In India I once took a bus on the highest highway in the world, in the Himalayas. It was a 24 hour bus ride to Ladakh, with seats that did not recline, and an insane driver who would not stop for food or bathroom breaks. The narrow roads on the side of the mountains were terrifying. Sometimes the bus would have to back up several hundred feet so an oncoming vehicle could pass. I was so hungry, and uncomfortable; and my friend got motion sickness and threw up several times (we got more comfortable seats after that : ) Anyway, after that trip, nothing has fazed me! Every single voyage I have had since that one 25 years ago has felt comfortable and quick! Spending time in a developing country sure does give a person perspective.
Well, today I put my informal practice to the test while stuck in gridlock traffic. I usually have a pretty easy commute, but was meeting a friend for dinner in the opposite direction and had to take highway south. The last time I did this it took me 2 full hours to go the 20 miles, even though I had left work an hour early. No joke. I could have walked it faster. So today I thought I’d be really smart and leave at 2pm, well… I guess everyone else must have had the same idea! Unbelievable. As soon as I hit the highway the traffic came to a grinding halt.

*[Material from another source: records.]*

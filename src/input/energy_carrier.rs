//! Code for reading energy carriers from a CSV file.
use super::{check_non_negative, input_err_msg, read_csv_id_file};
use crate::energy_carrier::{EnergyCarrier, EnergyCarrierID, EnergyCarrierMap};
use anyhow::{Context, Result, ensure};
use std::path::Path;

const ENERGY_CARRIERS_FILE_NAME: &str = "energy_carriers.csv";

/// Read energy carriers from the specified project directory.
///
/// # Arguments
///
/// * `project_dir` - Folder containing project input files
///
/// # Returns
///
/// A map of energy carriers, keyed by ID, or an error.
pub fn read_energy_carriers(project_dir: &Path) -> Result<EnergyCarrierMap> {
    let file_path = project_dir.join(ENERGY_CARRIERS_FILE_NAME);
    let carriers = read_csv_id_file::<EnergyCarrier, EnergyCarrierID>(&file_path)?;
    for carrier in carriers.values() {
        validate_energy_carrier(carrier)
            .with_context(|| format!("Invalid energy carrier {}", carrier.id))
            .with_context(|| input_err_msg(&file_path))?;
    }

    Ok(carriers)
}

fn validate_energy_carrier(carrier: &EnergyCarrier) -> Result<()> {
    for (name, value) in [
        ("pe_factor_renewable", carrier.pe_factor_renewable),
        ("pe_factor_non_renewable", carrier.pe_factor_non_renewable),
        ("pe_factor_total", carrier.pe_factor_total),
        ("emission_factor", carrier.emission_factor),
        ("current_price", carrier.current_price),
        ("projected_price", carrier.projected_price),
    ] {
        check_non_negative(name, value)?;
    }

    // Prices may fall, but not by more than 100% a year
    ensure!(
        carrier.price_increase.is_finite() && carrier.price_increase > -1.0,
        "price_increase must be a finite number greater than -1"
    );

    Ok(())
}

I am actually pretty patient with traffic. Usually. Partially because I don’t have to deal with it very often. I usually try to have a good audio book to listen to, or a dharma talk. For many months I drove 2.5 hours every week at rush hour to see my meditation teacher. Traffic feels very impersonal. It’s no one’s fault. There is no one to get mad at. And while stuck in traffic, one has to admit to being part of the very problem.
But even having said all this, gridlock can be frustrating!! I felt a bit of an anxious feeling rising up, feeling a bit trapped, feeling regret that I hadn’t taken a different route, and feeling annoyed that my smart plan was thwarted! But rather than allowing myself to follow the frustration and anxiety, I sighed and relaxed into it. I noticed a feeling of gratitude for having an audio book and air-conditioning. I even thought about how in Legos, Nigeria I’ve heard that when stuck in gridlock there is a risk of getting car-jacked by armed gunmen! Well, I was safe, comfortable, even entertained, and would get there eventually. This was a perfect time to practice patience, acceptance, and relaxation. If not now, when?